Climate change, drought, increased temperature and other stressors challenge agricultural sustainability. Researchers have now made an unexpected discovery: zinc plays a pivotal role in the plant response to abiotic stress. This groundbreaking discovery not only sheds light on the intricate mechanisms of plant growth but also holds promise for revolutionizing crop resilience, especially in legume-based agriculture.

The research team gathered at the lab facilities at Aarhus University. Photo: Helene Eriksen
Jieshun Lin showing the root nodules on a Lotus japonicus. Photo: Helene Eriksen
Lotus japonicus. Photo: Helene Eriksen

Researchers have discovered that zinc plays a crucial role in the nitrogen fixation process of legumes. This finding, along with the transcriptional regulator Fixation Under Nitrate (FUN), could revolutionize legume-based agriculture by optimizing crop efficiency and reducing reliance on synthetic fertilizers. By understanding how zinc and FUN regulate nitrogen fixation, researchers might be able to enhance nitrogen delivery, improve crop yields, and promote more sustainable agricultural practices.

Legume crops can engage in symbiotic interaction with rhizobia that fixes atmospheric nitrogen in root nodules. However, nodules are sensitive to environmental factors like temperature, drought, flooding, soil salinity and high soil nitrogen concentration.

Researchers from Aarhus University, in collaboration with Polytechnic University of Madrid and European Synchrotron Radiation Facility in France, have discovered that legumes use zinc as a secondary signal to integrate environmental factors and regulate nitrogen fixation efficiency. In the study published in Nature, the researchers discovered that FUN is a novel type of zinc sensor, which decodes zinc signals in nodules and regulates nitrogen fixation.

It's truly remarkable to discover zinc's role as a secondary signal in plants. It is a vital micronutrient, and it has never been considered as a signal before. After screening over 150,000 plants, we finally identified the zinc sensor FUN, shedding light on this fascinating aspect of plant biology,” Assistant Professor Jieshun Lin, the study’s first author, explains.

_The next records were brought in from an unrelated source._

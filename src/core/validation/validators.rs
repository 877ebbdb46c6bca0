//! Reusable field validators
//!
//! Each validator checks one property of one value and returns the supplied
//! message on failure. They know nothing about employees; the rule set in
//! [`super::employee`] decides which field gets which validator.

use chrono::NaiveDate;
use regex::Regex;
use validator::ValidateEmail;

/// Validator: text must contain something other than whitespace
pub fn not_blank(value: &str, message: &str) -> Result<(), String> {
    if value.trim().is_empty() {
        Err(message.to_string())
    } else {
        Ok(())
    }
}

/// Validator: character count must be within `min..=max`
pub fn char_length(value: &str, min: usize, max: usize, message: &str) -> Result<(), String> {
    let len = value.chars().count();
    if len < min || len > max {
        Err(message.to_string())
    } else {
        Ok(())
    }
}

/// Validator: text must contain the given character
pub fn contains_char(value: &str, needle: char, message: &str) -> Result<(), String> {
    if value.contains(needle) {
        Ok(())
    } else {
        Err(message.to_string())
    }
}

/// Validator: text must be a syntactically valid email address
pub fn email_address(value: &str, message: &str) -> Result<(), String> {
    if value.validate_email() {
        Ok(())
    } else {
        Err(message.to_string())
    }
}

/// Validator: the whole text must match the pattern
pub fn matches_pattern(value: &str, pattern: &Regex, message: &str) -> Result<(), String> {
    if pattern.is_match(value) {
        Ok(())
    } else {
        Err(message.to_string())
    }
}

/// Validator: number must not be zero
pub fn non_zero(value: i32, message: &str) -> Result<(), String> {
    if value == 0 {
        Err(message.to_string())
    } else {
        Ok(())
    }
}

/// Validator: number must be within `min..=max`
pub fn in_range(value: i32, min: i32, max: i32, message: &str) -> Result<(), String> {
    if (min..=max).contains(&value) {
        Ok(())
    } else {
        Err(message.to_string())
    }
}

/// Validator: a value must be present
pub fn present<T>(value: Option<&T>, message: &str) -> Result<(), String> {
    match value {
        Some(_) => Ok(()),
        None => Err(message.to_string()),
    }
}

/// Validator: date must fall strictly before `limit`
///
/// An absent date passes; pair with [`present`] to require one.
pub fn date_before(value: Option<NaiveDate>, limit: NaiveDate, message: &str) -> Result<(), String> {
    match value {
        Some(date) if date >= limit => Err(message.to_string()),
        _ => Ok(()),
    }
}
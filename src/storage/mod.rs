//! Storage implementations for the employee service

pub mod in_memory;

pub use in_memory::InMemoryEmployeeStore;
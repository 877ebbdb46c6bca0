//! Employee rule set
//!
//! Every rule runs on every candidate and all failures are collected,
//! including several for the same field.

use super::validators::{
    char_length, contains_char, date_before, email_address, in_range, matches_pattern, non_zero,
    not_blank, present,
};
use super::ValidationReport;
use crate::core::employee::{EmployeeFields, ValidatedFields};
use crate::core::error::{FieldValidationError, ValidationError};
use chrono::{Datelike, Local, NaiveDate};
use regex::Regex;
use std::sync::OnceLock;

pub const NAME_REQUIRED: &str = "Name is required";
pub const NAME_LENGTH: &str = "Name must be between 3 and 10 characters";
pub const SURNAME_REQUIRED: &str = "Surname is required";
pub const SURNAME_LENGTH: &str = "Surname must be between 3 and 15 characters";
pub const EMAIL_REQUIRED: &str = "Email is required";
pub const EMAIL_AT_SIGN: &str = "Email must contain '@' character";
pub const EMAIL_INVALID: &str = "Invalid Email Address";
pub const PHONE_REQUIRED: &str = "Phone number is required";
pub const PHONE_FORMAT: &str = "Invalid phone number format. Must be 10-15 digits.";
pub const ADDRESS_REQUIRED: &str = "Address is required";
pub const AGE_REQUIRED: &str = "Age is required.";
pub const AGE_RANGE: &str = "Age must be between 18 and 60";
pub const DATE_OF_BIRTH_REQUIRED: &str = "Date of Birth is required";
pub const DATE_OF_BIRTH_FUTURE: &str = "Date of Birth cannot be in the future";
pub const AGE_MISMATCH: &str = "Age must match the calculated age based on Date of Birth";

fn phone_pattern() -> &'static Regex {
    static PHONE_REGEX: OnceLock<Regex> = OnceLock::new();
    // ASCII digits only; `\d` would also accept other Unicode digits
    PHONE_REGEX.get_or_init(|| Regex::new(r"^[0-9]{10,15}$").expect("phone pattern compiles"))
}

/// Age in whole years on `today` for someone born on `date_of_birth`
///
/// One year is subtracted when this year's birthday has not happened yet.
/// Someone born on 29 February turns a year older on 1 March in common years.
pub fn calculated_age(date_of_birth: NaiveDate, today: NaiveDate) -> i32 {
    let age = today.year() - date_of_birth.year();
    if (today.month(), today.day()) < (date_of_birth.month(), date_of_birth.day()) {
        age - 1
    } else {
        age
    }
}

/// Validator for employee candidates
///
/// Uses the local system date as "today" unless pinned to a fixed date.
#[derive(Debug, Clone, Copy, Default)]
pub struct EmployeeValidator {
    today: Option<NaiveDate>,
}

impl EmployeeValidator {
    /// Validator that reads the local date at every call
    pub fn new() -> Self {
        Self { today: None }
    }

    /// Validator that always treats `today` as the current date
    pub fn pinned(today: NaiveDate) -> Self {
        Self { today: Some(today) }
    }

    /// The date the rules are evaluated against
    pub fn today(&self) -> NaiveDate {
        self.today.unwrap_or_else(|| Local::now().date_naive())
    }

    /// Run every rule and return all failures; empty means valid
    pub fn validate(&self, candidate: &EmployeeFields) -> Vec<FieldValidationError> {
        self.report(candidate).into_errors()
    }

    fn report(&self, candidate: &EmployeeFields) -> ValidationReport {
        let today = self.today();
        let mut report = ValidationReport::default();

        report.check("name", not_blank(&candidate.name, NAME_REQUIRED));
        report.check("name", char_length(&candidate.name, 3, 10, NAME_LENGTH));

        report.check("surname", not_blank(&candidate.surname, SURNAME_REQUIRED));
        report.check("surname", char_length(&candidate.surname, 3, 15, SURNAME_LENGTH));

        report.check("email", not_blank(&candidate.email, EMAIL_REQUIRED));
        report.check("email", contains_char(&candidate.email, '@', EMAIL_AT_SIGN));
        report.check("email", email_address(&candidate.email, EMAIL_INVALID));

        report.check("phone", not_blank(&candidate.phone, PHONE_REQUIRED));
        report.check(
            "phone",
            matches_pattern(&candidate.phone, phone_pattern(), PHONE_FORMAT),
        );

        report.check("address", not_blank(&candidate.address, ADDRESS_REQUIRED));

        report.check("age", non_zero(candidate.age, AGE_REQUIRED));
        report.check("age", in_range(candidate.age, 18, 60, AGE_RANGE));

        report.check(
            "dateOfBirth",
            present(candidate.date_of_birth.as_ref(), DATE_OF_BIRTH_REQUIRED),
        );
        report.check(
            "dateOfBirth",
            date_before(candidate.date_of_birth, today, DATE_OF_BIRTH_FUTURE),
        );

        // Cross-field rule, evaluated even when the age or date rules failed
        let age_matches = candidate
            .date_of_birth
            .is_some_and(|dob| calculated_age(dob, today) == candidate.age);
        if !age_matches {
            report.fail("age", AGE_MISMATCH);
        }

        report
    }

    /// Validate and, on success, hand back the checked field set
    pub fn check(&self, candidate: EmployeeFields) -> Result<ValidatedFields, ValidationError> {
        let report = self.report(&candidate);

        match candidate.date_of_birth {
            Some(date_of_birth) if report.is_valid() => Ok(ValidatedFields {
                name: candidate.name,
                surname: candidate.surname,
                email: candidate.email,
                phone: candidate.phone,
                address: candidate.address,
                age: candidate.age,
                date_of_birth,
            }),
            _ => Err(ValidationError::FieldErrors(report.into_errors())),
        }
    }
}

In this study the researcher identifies that FUN is an important transcription factor that control nodule breakdown when soil nitrogen concentrations are high: “FUN is regulated by a peculiar mechanism that monitor the cellular zinc levels directly and we show that FUN is inactivated by zinc into large filament structures and liberated into the active form when zinc levels are low,” Professor Kasper Røjkjær Andersen explains.

From an agricultural perspective, continued nitrogen fixation could be a beneficial trait that increases nitrogen availability, both for the legume and for co-cultivated or future crops that rely on the nitrogen left in the soil after legumes are grown. This helps lay the foundations for future research that provides new ways for us to manage our farming systems and reduce the use of nitrogen fertilizer and reduce its impact on the environment.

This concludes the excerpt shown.